GIVEN RECORDS Start Marker

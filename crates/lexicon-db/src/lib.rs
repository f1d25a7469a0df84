//! Load pipe-delimited dictionary files into an immutable in-memory index.
//!
//! Each line of a dictionary file looks like
//!
//! ```text
//! Run|verb -=>> to move fast|noun -=>> a sprint
//! ```
//!
//! The first `|` field is the keyword, every following field is a
//! `part of speech -=>> definition` segment. Parsing is best-effort: segments
//! without the arrow are skipped, blank lines are tolerated, invalid UTF-8 is
//! decoded lossily. A single pass builds three views:
//!
//! - the [`Dictionary`] multimap from canonical keyword to [`Sense`]s, in file
//!   order;
//! - the set of unique trimmed *whole lines* ([`Dictionary::unique_keys`]);
//! - the flat list of every definition seen ([`Dictionary::definitions`]).
//!
//! The last two only feed the startup summary counts.
//!
//! # Example
//! ```
//! use lexicon_db::{Dictionary, QueryFilters};
//! use lexicon_types::PartOfSpeech;
//!
//! let dict = Dictionary::parse_str("Run|verb-=>>to move fast|noun-=>>a sprint\n");
//! let all = dict.query("run", &QueryFilters::new());
//! assert_eq!(all.len(), 2);
//! assert_eq!(all[0].part_of_speech, "noun");
//!
//! let adjectives = QueryFilters::new().with_part_of_speech(PartOfSpeech::Adjective);
//! assert!(dict.query("run", &adjectives).is_empty());
//! ```
//!
//! For a runnable demo, see `cargo run -p lexicon-db --example stats -- <file>`.

pub mod query;

use std::collections::{BTreeMap, HashSet};
use std::fs::File;
use std::io::{self, Read};
use std::path::{Path, PathBuf};
use std::time::Instant;

use lexicon_types::{
    DEFINITION_ARROW, Entry, FIELD_SEPARATOR, canonical_keyword, trim,
};
use memmap2::Mmap;
use thiserror::Error;
use tracing::{debug, info};

pub use query::{
    QueryFilters, distinct_entries, filter_by_part_of_speech, query, reverse_entries,
    sort_by_part_of_speech,
};

/// Strategy for reading the dictionary file.
#[derive(Clone, Copy, Debug, Default, Eq, PartialEq)]
pub enum LoadMode {
    /// Read the file into an owned buffer.
    #[default]
    Owned,
    /// Memory-map the file for the duration of the parse.
    Mmap,
}

/// Failure to obtain the bytes of a dictionary file.
///
/// Both variants are recoverable: callers are expected to ask for another path.
#[derive(Debug, Error)]
pub enum LoadError {
    #[error("dictionary file not found: {}", path.display())]
    NotFound { path: PathBuf },
    #[error("could not open dictionary file {}: {source}", path.display())]
    Open {
        path: PathBuf,
        #[source]
        source: io::Error,
    },
}

impl LoadError {
    pub fn is_not_found(&self) -> bool {
        matches!(self, LoadError::NotFound { .. })
    }

    pub fn path(&self) -> &Path {
        match self {
            LoadError::NotFound { path } | LoadError::Open { path, .. } => path,
        }
    }

    fn from_io(path: &Path, source: io::Error) -> Self {
        if source.kind() == io::ErrorKind::NotFound {
            LoadError::NotFound {
                path: path.to_path_buf(),
            }
        } else {
            LoadError::Open {
                path: path.to_path_buf(),
                source,
            }
        }
    }
}

enum Buffer {
    Mmap(Mmap),
    Owned(Vec<u8>),
}

impl Buffer {
    fn as_slice(&self) -> &[u8] {
        match self {
            Buffer::Mmap(m) => m.as_ref(),
            Buffer::Owned(v) => v.as_slice(),
        }
    }
}

/// Part of speech and definition recorded under a keyword.
#[derive(Clone, Debug, Eq, PartialEq, Hash)]
pub struct Sense {
    pub part_of_speech: String,
    pub definition: String,
}

/// Read-only dictionary built once from a file.
#[derive(Clone, Debug, Default)]
pub struct Dictionary {
    senses: BTreeMap<String, Vec<Sense>>,
    unique_keys: HashSet<String>,
    definitions: Vec<String>,
}

impl Dictionary {
    /// Load a dictionary file into an owned buffer and parse it.
    pub fn load(path: impl AsRef<Path>) -> Result<Self, LoadError> {
        Self::load_with_mode(path, LoadMode::Owned)
    }

    /// Load a dictionary file choosing between mmap and owned buffers.
    pub fn load_with_mode(path: impl AsRef<Path>, mode: LoadMode) -> Result<Self, LoadError> {
        let path = path.as_ref();
        let start = Instant::now();
        let buffer = load_file(path, mode)?;
        let text = String::from_utf8_lossy(buffer.as_slice());
        let dict = Self::parse_str(&text);
        info!(
            path = %path.display(),
            ?mode,
            elapsed_ms = start.elapsed().as_millis() as u64,
            keywords = dict.keyword_count(),
            definitions = dict.definition_count(),
            headwords = dict.headword_count(),
            "dictionary loaded"
        );
        Ok(dict)
    }

    /// Parse dictionary text that is already in memory.
    pub fn parse_str(text: &str) -> Self {
        let mut dict = Self::default();
        for (lineno, line) in text.lines().enumerate() {
            dict.ingest_line(lineno + 1, line);
        }
        dict
    }

    fn ingest_line(&mut self, lineno: usize, line: &str) {
        self.unique_keys.insert(trim(line).to_string());

        let mut fields = line.split(FIELD_SEPARATOR);
        let head = fields.next().unwrap_or_default();
        // An arrow inside the keyword field still counts as a definition,
        // but never becomes a sense.
        if let Some((_, stray)) = head.split_once(DEFINITION_ARROW) {
            self.definitions.push(trim(stray).to_string());
        }
        let keyword = canonical_keyword(head);

        for segment in fields {
            let Some((pos, definition)) = segment.split_once(DEFINITION_ARROW) else {
                if !trim(segment).is_empty() {
                    debug!(line = lineno, segment, "skipping segment without definition arrow");
                }
                continue;
            };
            let definition = trim(definition).to_string();
            self.definitions.push(definition.clone());
            self.senses
                .entry(keyword.clone())
                .or_default()
                .push(Sense {
                    part_of_speech: trim(pos).to_string(),
                    definition,
                });
        }
    }

    /// Number of distinct trimmed lines in the source file.
    pub fn keyword_count(&self) -> usize {
        self.unique_keys.len()
    }

    /// Number of definitions in the source file, duplicates included.
    pub fn definition_count(&self) -> usize {
        self.definitions.len()
    }

    /// Number of canonical keywords that carry at least one sense.
    pub fn headword_count(&self) -> usize {
        self.senses.len()
    }

    /// Distinct trimmed whole lines, as used for the keyword summary.
    pub fn unique_keys(&self) -> &HashSet<String> {
        &self.unique_keys
    }

    /// Every definition in file order.
    pub fn definitions(&self) -> &[String] {
        &self.definitions
    }

    /// Senses stored under a keyword, or an empty slice.
    pub fn senses(&self, keyword: &str) -> &[Sense] {
        self.senses
            .get(&canonical_keyword(keyword))
            .map(Vec::as_slice)
            .unwrap_or(&[])
    }

    pub fn contains(&self, keyword: &str) -> bool {
        !self.senses(keyword).is_empty()
    }

    /// All entries for a keyword in file order, unfiltered.
    pub fn entries(&self, keyword: &str) -> Vec<Entry> {
        let key = canonical_keyword(keyword);
        self.senses
            .get(&key)
            .map(|senses| {
                senses
                    .iter()
                    .map(|sense| Entry {
                        key: key.clone(),
                        part_of_speech: sense.part_of_speech.clone(),
                        definition: sense.definition.clone(),
                    })
                    .collect()
            })
            .unwrap_or_default()
    }

    /// Look up a keyword and run it through the filter pipeline.
    pub fn query(&self, keyword: &str, filters: &QueryFilters) -> Vec<Entry> {
        query::query(self, keyword, filters)
    }

    /// Canonical keywords in sorted order with their senses.
    pub fn iter(&self) -> impl Iterator<Item = (&str, &[Sense])> + '_ {
        self.senses
            .iter()
            .map(|(key, senses)| (key.as_str(), senses.as_slice()))
    }
}

fn load_file(path: &Path, mode: LoadMode) -> Result<Buffer, LoadError> {
    let mut file = File::open(path).map_err(|e| LoadError::from_io(path, e))?;
    let len = file
        .metadata()
        .map_err(|e| LoadError::from_io(path, e))?
        .len();
    match mode {
        // Zero-length maps are rejected on some platforms.
        LoadMode::Mmap if len > 0 => unsafe { Mmap::map(&file) }
            .map(Buffer::Mmap)
            .map_err(|e| LoadError::from_io(path, e)),
        _ => {
            let mut buf = Vec::with_capacity(len as usize);
            file.read_to_end(&mut buf)
                .map_err(|e| LoadError::from_io(path, e))?;
            Ok(Buffer::Owned(buf))
        }
    }
}
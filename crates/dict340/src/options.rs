use lexicon_db::QueryFilters;
use lexicon_types::{Command, PartOfSpeech, split_spaces, to_lower, trim};
use serde::Serialize;
use thiserror::Error;

/// A search line split into keyword, filters and rejected tokens.
#[derive(Clone, Debug, Eq, PartialEq)]
pub struct ParsedQuery {
    pub keyword: String,
    pub part_of_speech: Option<PartOfSpeech>,
    pub commands: Vec<Command>,
    pub rejected: Vec<RejectedOption>,
}

impl ParsedQuery {
    pub fn filters(&self) -> QueryFilters {
        QueryFilters::from_parts(self.part_of_speech, self.commands.iter().copied())
    }
}

/// Trailing token that was ignored, with its 1-based position on the line.
///
/// The keyword is position 1, so the first option is position 2.
#[derive(Clone, Debug, Eq, PartialEq, Serialize)]
pub struct RejectedOption {
    pub position: usize,
    pub token: String,
    pub reason: Rejection,
}

impl std::fmt::Display for RejectedOption {
    fn fmt(&self, f: &mut std::fmt::Formatter<'_>) -> std::fmt::Result {
        write!(
            f,
            "{} parameter '{}': {}",
            ordinal(self.position),
            self.token,
            self.reason
        )
    }
}

#[derive(Clone, Copy, Debug, Eq, PartialEq, Error, Serialize)]
#[serde(rename_all = "snake_case")]
pub enum Rejection {
    #[error("a part of speech was already given")]
    DuplicatePartOfSpeech,
    #[error("not a part of speech, 'distinct' or 'reverse'")]
    Unrecognized,
}

/// Split a search line into keyword and classified options.
///
/// The line is trimmed and lower-cased first. Returns `None` for a blank line.
pub fn parse_query_line(line: &str) -> Option<ParsedQuery> {
    let line = to_lower(trim(line));
    let mut tokens = split_spaces(&line);
    let keyword = tokens.next()?.to_string();

    let mut parsed = ParsedQuery {
        keyword,
        part_of_speech: None,
        commands: Vec::new(),
        rejected: Vec::new(),
    };

    for (idx, token) in tokens.enumerate() {
        let position = idx + 2;
        if let Ok(pos) = token.parse::<PartOfSpeech>() {
            if parsed.part_of_speech.is_none() {
                parsed.part_of_speech = Some(pos);
            } else {
                parsed.rejected.push(RejectedOption {
                    position,
                    token: token.to_string(),
                    reason: Rejection::DuplicatePartOfSpeech,
                });
            }
        } else if let Ok(command) = token.parse::<Command>() {
            parsed.commands.push(command);
        } else {
            parsed.rejected.push(RejectedOption {
                position,
                token: token.to_string(),
                reason: Rejection::Unrecognized,
            });
        }
    }

    Some(parsed)
}

/// English ordinal for a positive number: `1st`, `2nd`, `3rd`, `4th`, `11th`, `22nd`.
pub fn ordinal(n: usize) -> String {
    let suffix = match (n % 10, n % 100) {
        (1, m) if m != 11 => "st",
        (2, m) if m != 12 => "nd",
        (3, m) if m != 13 => "rd",
        _ => "th",
    };
    format!("{n}{suffix}")
}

GIVEN RECORDS End Marker

_REQUIRED ACTION_: With the line that has "self.reason" as the first and the line that has "(1, m) if m" as the last, repeat exactly that run of lines above and no more.

_ANSWER_:
            self.reason
        )
    }
}

#[derive(Clone, Copy, Debug, Eq, PartialEq, Error, Serialize)]
#[serde(rename_all = "snake_case")]
pub enum Rejection {
    #[error("a part of speech was already given")]
    DuplicatePartOfSpeech,
    #[error("not a part of speech, 'distinct' or 'reverse'")]
    Unrecognized,
}

/// Split a search line into keyword and classified options.
///
/// The line is trimmed and lower-cased first. Returns `None` for a blank line.
pub fn parse_query_line(line: &str) -> Option<ParsedQuery> {
    let line = to_lower(trim(line));
    let mut tokens = split_spaces(&line);
    let keyword = tokens.next()?.to_string();

    let mut parsed = ParsedQuery {
        keyword,
        part_of_speech: None,
        commands: Vec::new(),
        rejected: Vec::new(),
    };

    for (idx, token) in tokens.enumerate() {
        let position = idx + 2;
        if let Ok(pos) = token.parse::<PartOfSpeech>() {
            if parsed.part_of_speech.is_none() {
                parsed.part_of_speech = Some(pos);
            } else {
                parsed.rejected.push(RejectedOption {
                    position,
                    token: token.to_string(),
                    reason: Rejection::DuplicatePartOfSpeech,
                });
            }
        } else if let Ok(command) = token.parse::<Command>() {
            parsed.commands.push(command);
        } else {
            parsed.rejected.push(RejectedOption {
                position,
                token: token.to_string(),
                reason: Rejection::Unrecognized,
            });
        }
    }

    Some(parsed)
}

/// English ordinal for a positive number: `1st`, `2nd`, `3rd`, `4th`, `11th`, `22nd`.
pub fn ordinal(n: usize) -> String {
    let suffix = match (n % 10, n % 100) {
        (1, m) if m != 11 => "st",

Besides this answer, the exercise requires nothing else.